Background information
- Born: August 22, 1912 or 1917 Tutwiler, Mississippi, or near Clarksdale, Mississippi, U.S.
- Died: June 21, 2001 (aged either 83 or 88) Los Altos, California, U.S.
- Genres: Blues
- Occupations: Singer; songwriter; musician;
- Instruments: Guitar; vocals;
- Years active: 1930s–2001
- Labels: Modern; Vee-Jay; Chess; Savoy; Atlantic; Verve; Bluesway; Atco; King; Specialty; Impulse!; Pointblank; Chameleon; Fortune; Brylen;
- Website: johnleehooker.com

= John Lee Hooker =

American blues musician (1912 or 1917–2001)

John Lee Hooker (August 22, 1912 or 1917 – June 21, 2001) was an American blues singer, songwriter, and guitarist. The son of a sharecropper, he rose to prominence performing an electric guitar-style adaptation of Delta blues that he developed in Detroit. Hooker often incorporated other elements, including talking blues and early North Mississippi hill country blues. He developed his own driving-rhythm boogie style, distinct from the 1930s–1940s piano-derived boogie-woogie. Hooker was ranked 35 in Rolling Stones 2015 list of 100 greatest guitarists, and has been cited as one of the greatest male blues vocalists of all time.

Some of his best known songs include "Boogie Chillen' (1948), "Crawling King Snake" (1949), "Dimples" (1956), "Boom Boom" (1962), and "One Bourbon, One Scotch, One Beer" (1966). Several of his later albums, including The Healer (1989), Mr.
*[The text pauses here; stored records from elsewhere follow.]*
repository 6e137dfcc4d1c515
use crate::error::Result;
use crate::util::prompt::{Prompt, Prompts};

/// Values given explicitly on the command line.
#[derive(Debug, Clone, Default)]
pub struct CreateArgs {
    pub public: bool,
    pub description: Option<String>,
    pub grant_types: Option<String>,
    pub redirect_uri: Option<String>,
}

#[derive(Debug, Clone, PartialEq, Eq)]
pub struct ResolvedInput {
    pub is_public: bool,
    pub description: Option<String>,
    pub grant_types: Option<String>,
    pub redirect_uri: Option<String>,
}

/// Resolves every field on its own: a non-empty explicit value wins, then the
/// field's prompt, then the empty value.
pub fn resolve(args: &CreateArgs, prompts: &mut Prompts) -> Result<ResolvedInput> {
    Ok(ResolvedInput {
        is_public: resolve_flag(args.public, &mut prompts.public)?,
        description: resolve_text(args.description.as_deref(), &mut prompts.description)?,
        grant_types: resolve_text(args.grant_types.as_deref(), &mut prompts.grant_types)?,
        redirect_uri: resolve_text(args.redirect_uri.as_deref(), &mut prompts.redirect_uri)?,
    })
}

fn resolve_flag(explicit: bool, prompt: &mut Box<dyn Prompt>) -> Result<bool> {
    if explicit {
        return Ok(true);
    }
    Ok(prompt.show()?.truthy())
}

fn resolve_text(explicit: Option<&str>, prompt: &mut Box<dyn Prompt>) -> Result<Option<String>> {
    match explicit {
        Some(value) if !value.is_empty() => Ok(Some(value.to_string())),
        _ => Ok(prompt.show()?.into_text()),
    }
}

#[cfg(test)]
mod tests {
    use super::*;
    use crate::error::Error;
    use crate::util::prompt::{Answer, DESCRIPTION, GRANT_TYPES, PUBLIC, REDIRECT_URI};
    use std::cell::Cell;
    use std::rc::Rc;

    struct Counting {
        answer: Answer,
        calls: Rc<Cell<usize>>,
    }

    impl Prompt for Counting {
        fn show(&mut self) -> Result<Answer> {
            self.calls.set(self.calls.get() + 1);
            Ok(self.answer.clone())
        }
    }

    fn prompts(answers: [Answer; 4]) -> (Prompts, Rc<Cell<usize>>) {
        let calls = Rc::new(Cell::new(0));
        let keys = [PUBLIC, DESCRIPTION, GRANT_TYPES, REDIRECT_URI];
        let entries = keys.iter().zip(answers.iter()).map(|(key, answer)| {
            let prompt: Box<dyn Prompt> = Box::new(Counting {
                answer: answer.clone(),
                calls: Rc::clone(&calls),
            });
            (*key, prompt)
        });
        (Prompts::from_entries(entries).unwrap(), calls)
    }

    fn text(s: &str) -> Answer {
        Answer::Text(s.to_string())
    }

    #[test]
    fn explicit_values_win_without_prompting() {
        let (mut prompts, calls) = prompts([
            Answer::Flag(false),
            text("prompted"),
            text("prompted"),
            text("prompted"),
        ]);
        let args = CreateArgs {
            public: true,
            description: Some("desc".into()),
            grant_types: Some("code".into()),
            redirect_uri: Some("https://a/cb".into()),
        };

        let resolved = resolve(&args, &mut prompts).unwrap();
        assert_eq!(
            resolved,
            ResolvedInput {
                is_public: true,
                description: Some("desc".into()),
                grant_types: Some("code".into()),
                redirect_uri: Some("https://a/cb".into()),
            }
        );
        assert_eq!(calls.get(), 0);
    }

    #[test]
    fn prompts_fill_missing_values() {
        let (mut prompts, calls) = prompts([
            text("y"),
            text("desc"),
            text("code"),
            text("https://a/cb"),
        ]);

        let resolved = resolve(&CreateArgs::default(), &mut prompts).unwrap();
        assert!(resolved.is_public);
        assert_eq!(resolved.description.as_deref(), Some("desc"));
        assert_eq!(resolved.grant_types.as_deref(), Some("code"));
        assert_eq!(resolved.redirect_uri.as_deref(), Some("https://a/cb"));
        assert_eq!(calls.get(), 4);
    }

    #[test]
    fn empty_explicit_value_falls_back_to_prompt() {
        let (mut prompts, _) = prompts([
            Answer::Empty,
            text("from prompt"),
            Answer::Empty,
            Answer::Empty,
        ]);
        let args = CreateArgs {
            description: Some(String::new()),
            ..CreateArgs::default()
        };

        let resolved = resolve(&args, &mut prompts).unwrap();
        assert_eq!(resolved.description.as_deref(), Some("from prompt"));
    }

    #[test]
    fn nothing_given_resolves_to_empty_values() {
        let (mut prompts, _) =
            prompts([Answer::Empty, Answer::Empty, Answer::Empty, Answer::Empty]);

        let resolved = resolve(&CreateArgs::default(), &mut prompts).unwrap();
        assert_eq!(
            resolved,
            ResolvedInput {
                is_public: false,
                description: None,
                grant_types: None,
                redirect_uri: None,
            }
        );
    }

    #[test]
    fn every_combination_of_explicit_and_prompted() {
        for explicit in [false, true].iter().copied() {
            for prompted in [false, true].iter().copied() {
                let answer = if prompted { text("prompt") } else { Answer::Empty };
                let (mut prompts, _) = prompts([
                    if prompted { Answer::Flag(true) } else { Answer::Empty },
                    answer.clone(),
                    answer.clone(),
                    answer,
                ]);
                let value = if explicit { Some("explicit".to_string()) } else { None };
                let args = CreateArgs {
                    public: explicit,
                    description: value.clone(),
                    grant_types: value.clone(),
                    redirect_uri: value,
                };

                let resolved = resolve(&args, &mut prompts).unwrap();
                let expected = match (explicit, prompted) {
                    (true, _) => Some("explicit"),
                    (false, true) => Some("prompt"),
                    (false, false) => None,
                };
                assert_eq!(resolved.is_public, explicit || prompted);
                assert_eq!(resolved.description.as_deref(), expected);
                assert_eq!(resolved.grant_types.as_deref(), expected);
                assert_eq!(resolved.redirect_uri.as_deref(), expected);
            }
        }
    }

    #[test]
    fn redirect_uri_does_not_read_description() {
        let (mut prompts, _) = prompts([
            Answer::Empty,
            Answer::Empty,
            Answer::Empty,
            text("https://b/cb"),
        ]);
        let args = CreateArgs {
            description: Some("only a description".into()),
            ..CreateArgs::default()
        };

        let resolved = resolve(&args, &mut prompts).unwrap();
        assert_eq!(resolved.redirect_uri.as_deref(), Some("https://b/cb"));
    }

    #[test]
    fn prompt_failure_propagates() {
        let failing: Box<dyn Prompt> = Box::new(|| -> Result<Answer> { Err(Error::Cancelled) });
        let ok = || -> Box<dyn Prompt> { Box::new(|| -> Result<Answer> { Ok(Answer::Empty) }) };
        let mut prompts = Prompts::from_entries(vec![
            (PUBLIC, ok()),
            (DESCRIPTION, failing),
            (GRANT_TYPES, ok()),
            (REDIRECT_URI, ok()),
        ])
        .unwrap();

        let err = resolve(&CreateArgs::default(), &mut prompts).unwrap_err();
        assert!(matches!(err, Error::Cancelled));
    }
}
Lucky (1991), Chill Out (1995), and Don't Look Back (1997), were album chart successes in the U.S. and UK. The Healer (for the song "I'm in the Mood") and Chill Out (for the album) both earned him Grammy wins, as well as Don't Look Back, which went on to earn him a double-Grammy win for Best Traditional Blues Recording and Best Pop Collaboration with Vocals (with Van Morrison).

==Early life==
Hooker's date of birth is a subject of debate; the years 1912, 1915, 1917, 1920, and 1923 have all been suggested. Most official sources list 1917, though at times Hooker stated he was born in 1920. Information found in the 1920 and 1930 censuses indicates that he was actually born in 1912. In 2017, a series of events was held to celebrate the supposed centenary of his birth. In the 1920 federal census, John Hooker is seven years old and one of nine children living with William and Minnie Hooker in Tutwiler, Mississippi.
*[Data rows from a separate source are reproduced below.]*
use tracing::{event, Level};

use super::input::{self, CreateArgs};
use super::ClientAdmin;
use crate::core::models::Client;
use crate::core::types::GrantTypes;
use crate::db::Store;
use crate::error::Result;
use crate::util::output::{Color, OutputSink};

impl<S: Store, O: OutputSink> ClientAdmin<S, O> {
    /// Creates and stores a new client, then reports it.
    ///
    /// Every input is resolved and the record fully built before the store is
    /// touched, so a failure or cancellation on the way leaves nothing behind.
    /// Store errors are returned as they are.
    #[tracing::instrument(skip_all)]
    pub fn create_client(&mut self, args: &CreateArgs) -> Result<Client> {
        let resolved = input::resolve(args, &mut self.prompts)?;

        let credentials = self.issuer.issue(resolved.is_public)?;
        let grant_types = GrantTypes::parse(resolved.grant_types.as_deref());
        let client = self.factory.build(
            credentials,
            grant_types,
            resolved.description,
            resolved.redirect_uri,
        )?;

        self.store.save_client(&client)?;
        event!(
            Level::INFO,
            client_id = %client.id(),
            public = client.is_public(),
            "Created client"
        );

        self.report_created(&client);
        Ok(client)
    }

    fn report_created(&mut self, client: &Client) {
        let out = &mut self.output;

        out.blank_line();
        out.write_line("* Client created *", Some(Color::Green));
        if client.secret().is_some() {
            out.write_line(
                "The client secret was auto-generated and only its hash has been stored. \
                 It cannot be retrieved again, please store it safely.",
                None,
            );
            out.write_line(
                "Don't ever disclose the client secret publicly",
                Some(Color::Yellow),
            );
            out.blank_line();
        }
        out.write_line(&format!("ID: \t\t{}", client.id()), None);
        if let Some(secret) = client.secret() {
            out.write_line(&format!("Secret: \t{}", secret.as_ref()), None);
        }
        out.write_line(&format!("Grant types: \t{}", client.grant_types()), None);
        out.write_line(
            &format!("Description: \t{}", client.description().unwrap_or_default()),
            None,
        );
        out.write_line(
            &format!(
                "Redirect URI: \t{}",
                client.redirect_uri().map(|u| u.0.as_str()).unwrap_or_default()
            ),
            None,
        );
    }
}
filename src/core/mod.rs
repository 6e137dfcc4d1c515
pub mod models;
pub mod types;
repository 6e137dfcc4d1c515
use std::convert::TryFrom;
use std::fmt::Debug;
use std::path::Path;

use crate::core::models::Client;
use crate::core::types::ClientId;
use crate::error::PersistenceError;

use diesel::prelude::*;
use diesel::result::{DatabaseErrorKind, Error as DieselError};
use diesel::sqlite::SqliteConnection;
use tracing::{event, Level};

use super::models;
use super::schema;
use super::Store;

embed_migrations!("migrations");

/// SQLite backed client store.
///
/// Nothing touches the database until the first operation needs it; the
/// connection is then opened and the schema brought up to date.
pub struct DbStore {
    uri: String,
    conn: Option<SqliteConnection>,
}

impl DbStore {
    pub fn new(uri: impl Into<String>) -> Self {
        Self {
            uri: uri.into(),
            conn: None,
        }
    }

    fn connection(&mut self) -> Result<&SqliteConnection, PersistenceError> {
        let conn = match self.conn.take() {
            Some(conn) => conn,
            None => {
                let conn = SqliteConnection::establish(&self.uri)?;
                embedded_migrations::run(&conn)?;
                event!(Level::DEBUG, "Ran migrations");
                conn
            }
        };
        Ok(self.conn.insert(conn))
    }

    /// True when the uri names a plain file path that does not exist yet.
    fn is_missing_file(&self) -> bool {
        self.conn.is_none()
            && self.uri != ":memory:"
            && !self.uri.starts_with("file:")
            && !Path::new(&self.uri).exists()
    }

    pub fn get(&mut self, id: &ClientId) -> Result<Option<models::Client>, PersistenceError> {
        use schema::clients::dsl::clients;

        let found = clients
            .find(&id.0)
            .first::<models::Client>(self.connection()?)
            .optional()?;
        Ok(found)
    }
}

impl Debug for DbStore {
    fn fmt(&self, f: &mut std::fmt::Formatter<'_>) -> std::fmt::Result {
        f.debug_struct("DbStore")
            .field("uri", &self.uri)
            .field("connected", &self.conn.is_some())
            .finish()
    }
}

impl Store for DbStore {
    fn save_client(&mut self, client: &Client) -> Result<(), PersistenceError> {
        use schema::clients::dsl::clients;

        let model = models::Client::try_from(client)?;

        diesel::insert_into(clients)
            .values(&model)
            .execute(self.connection()?)
            .map_err(|e| match e {
                DieselError::DatabaseError(DatabaseErrorKind::UniqueViolation, _) => {
                    PersistenceError::Conflict(client.id().clone())
                }
                e => e.into(),
            })?;

        Ok(())
    }

    fn remove_by_id(&mut self, id: &ClientId) -> Result<(), PersistenceError> {
        use schema::clients::dsl::clients;

        if self.is_missing_file() {
            return Err(PersistenceError::NotFound(id.clone()));
        }

        let removed = diesel::delete(clients.find(&id.0)).execute(self.connection()?)?;
        if removed == 0 {
            return Err(PersistenceError::NotFound(id.clone()));
        }

        Ok(())
    }
}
It is believed that he was born in Tutwiler, in Tallahatchie County, although some sources say his birthplace was near Clarksdale, in Coahoma County. He was the youngest of the 11 children of William Hooker (born 1871, died after 1923), a sharecropper and Baptist preacher, and Minnie Ramsey (born c. 1880, date of death unknown). In the 1920 federal census, William and Minnie were recorded as being 48 and 39 years old, respectively, which implies that Minnie was born about 1880, not 1875. She was said to have been a "decade or so younger" than her husband, which gives additional credibility to this census record as evidence of Hooker's origins.

The Hooker children were homeschooled. They were permitted to listen only to religious songs; the spirituals sung in church were their earliest exposure to music. In 1921, their parents separated. The next year, their mother married William Moore, a blues singer, who provided John Lee with an introduction to the guitar (and whom he would later credit for his distinctive playing style).
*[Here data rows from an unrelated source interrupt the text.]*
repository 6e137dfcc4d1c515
use crate::core::types::{ClientSecret, HashedClientSecret};
use crate::error::{Error, Result};

use super::random::FromRandom;

#[derive(Debug)]
pub struct Salt(pub String);

/// Turns a plaintext client secret into the credential hash that gets stored.
pub trait SecretHasher {
    fn hash(&self, secret: &ClientSecret, cost: u32) -> Result<HashedClientSecret>;
}

/// Argon2 hashing keyed with a server-side secret.
#[derive(Debug)]
pub struct HashingService {
    secret_key: String,
}

impl HashingService {
    pub fn with_secret_key(secret_key: String) -> Self {
        Self { secret_key }
    }

    fn get_config(&self, cost: u32) -> argon2::Config {
        let mut config = argon2::Config::default();
        config.secret = self.secret_key.as_bytes();
        config.time_cost = cost;
        config
    }

    pub fn verify(&self, secret: &ClientSecret, hashed: &HashedClientSecret) -> Result<bool> {
        argon2::verify_encoded_ext(
            hashed.as_ref(),
            secret.as_ref().as_bytes(),
            self.secret_key.as_bytes(),
            &[],
        )
        .map_err(|e| Error::Construction(format!("failed to verify secret hash: {}", e)))
    }
}

impl SecretHasher for HashingService {
    fn hash(&self, secret: &ClientSecret, cost: u32) -> Result<HashedClientSecret> {
        let salt = Salt::from_random();
        let hash = argon2::hash_encoded(
            secret.as_ref().as_bytes(),
            salt.0.as_bytes(),
            &self.get_config(cost),
        )
        .map_err(|e| Error::Construction(format!("failed to hash client secret: {}", e)))?;

        Ok(hash.into())
    }
}
use super::types::*;

/// A freshly issued confidential credential: the plaintext and its hash always
/// travel together.
#[derive(Debug, Clone)]
pub struct IssuedSecret {
    pub secret: ClientSecret,
    pub hash: HashedClientSecret,
}

/// An OAuth2 client record. Built once by the client factory and only read
/// afterwards.
#[derive(Debug, Clone)]
pub struct Client {
    id: ClientId,
    credentials: Option<IssuedSecret>,
    grant_types: GrantTypes,
    redirect_uri: Option<RedirectUri>,
    description: Option<String>,
}

impl Client {
    pub fn new(
        id: ClientId,
        credentials: Option<IssuedSecret>,
        grant_types: GrantTypes,
        redirect_uri: Option<RedirectUri>,
        description: Option<String>,
    ) -> Self {
        Self {
            id,
            credentials,
            grant_types,
            redirect_uri,
            description,
        }
    }

    pub fn id(&self) -> &ClientId {
        &self.id
    }

    pub fn secret(&self) -> Option<&ClientSecret> {
        self.credentials.as_ref().map(|c| &c.secret)
    }

    pub fn secret_hash(&self) -> Option<&HashedClientSecret> {
        self.credentials.as_ref().map(|c| &c.hash)
    }

    pub fn is_public(&self) -> bool {
        self.credentials.is_none()
    }

    pub fn grant_types(&self) -> &GrantTypes {
        &self.grant_types
    }

    pub fn redirect_uri(&self) -> Option<&RedirectUri> {
        self.redirect_uri.as_ref()
    }

    pub fn description(&self) -> Option<&str> {
        self.description.as_deref()
    }
}
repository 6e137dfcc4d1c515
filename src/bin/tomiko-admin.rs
use clap::Parser;
use colored::Colorize;
use tracing_subscriber::EnvFilter;

fn main() {
    use tomiko_admin::util::cli::*;

    dotenv::dotenv().ok();
    tracing_subscriber::fmt()
        .with_env_filter(EnvFilter::from_default_env())
        .with_writer(std::io::stderr)
        .init();

    let opts = Options::parse();
    if let Err(e) = run_cli_action(opts) {
        eprintln!("{} {}", "error:".red().bold(), e);
        std::process::exit(e.exit_code());
    }
}
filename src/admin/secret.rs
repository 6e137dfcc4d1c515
use tracing::{event, Level};

use crate::core::models::IssuedSecret;
use crate::core::types::ClientSecret;
use crate::error::Result;
use crate::util::hash::SecretHasher;
use crate::util::random::RandomStringGenerator;

pub const SECRET_LENGTH: usize = 32;

/// Generates and hashes secrets for confidential clients.
pub struct SecretIssuer {
    random: Box<dyn RandomStringGenerator>,
    hasher: Box<dyn SecretHasher>,
    cost: u32,
}

impl SecretIssuer {
    pub fn new(
        random: Box<dyn RandomStringGenerator>,
        hasher: Box<dyn SecretHasher>,
        cost: u32,
    ) -> Self {
        Self {
            random,
            hasher,
            cost,
        }
    }

    /// Public clients get nothing; everyone else gets a fresh secret together
    /// with its hash.
    pub fn issue(&self, is_public: bool) -> Result<Option<IssuedSecret>> {
        if is_public {
            return Ok(None);
        }

        let secret = ClientSecret(self.random.generate(SECRET_LENGTH)?);
        let hash = self.hasher.hash(&secret, self.cost)?;
        event!(Level::DEBUG, cost = self.cost, "Issued client secret");

        Ok(Some(IssuedSecret { secret, hash }))
    }
}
Moore was his first significant blues influence. He was a local blues guitarist who, in Shreveport, Louisiana, learned to play a droning, one-chord blues that was strikingly different from the Delta blues of the time.

Another influence was Tony Hollins, who dated Hooker's sister Alice, helped teach Hooker to play, and gave him his first guitar. For the rest of his life, Hooker regarded Hollins as a formative influence on his style of playing and his career as a musician. Among the songs that Hollins reputedly taught Hooker were versions of "Crawlin' King Snake" and "Catfish Blues".

At the age of 14, Hooker ran away from home, reportedly never seeing his mother or stepfather again. In the mid-1930s, he lived in Memphis, Tennessee, where he performed on Beale Street, at the New Daisy Theatre and occasionally at house parties.

He worked in factories in various cities during World War II, eventually getting a job with the Ford Motor Company in Detroit in 1943. He frequented the blues clubs and bars on Hastings Street, the heart of the black entertainment district, on Detroit's east side. In a city noted for its pianists, guitar players were scarce. Hooker's popularity grew quickly as he performed in Detroit clubs, and, seeking an instrument louder than his acoustic guitar, he bought his first electric guitar.

==Earlier career==
Hooker was working as a janitor in a Detroit steel mill when his recording career began in 1948, when Modern Records, based in Los Angeles, released a demo he had recorded for Bernie Besman in Detroit. The single, "Boogie Chillen', became a hit and the best-selling race record of 1949. Though illiterate, Hooker was a prolific lyricist. In addition to adapting traditional blues lyrics, he composed original songs. In the 1950s, like many black musicians, Hooker earned little from record sales, and so he often recorded variations of his songs for different studios for an up-front fee. To evade his recording contract, he used various pseudonyms, including John Lee Booker (for Chess Records and Chance Records in 1951–1952), Johnny Lee (for De Luxe Records in 1953–1954), John Lee, John Lee Cooker, Texas Slim, Delta John, Birmingham Sam and his Magic Guitar, Johnny Williams, and the Boogie Man.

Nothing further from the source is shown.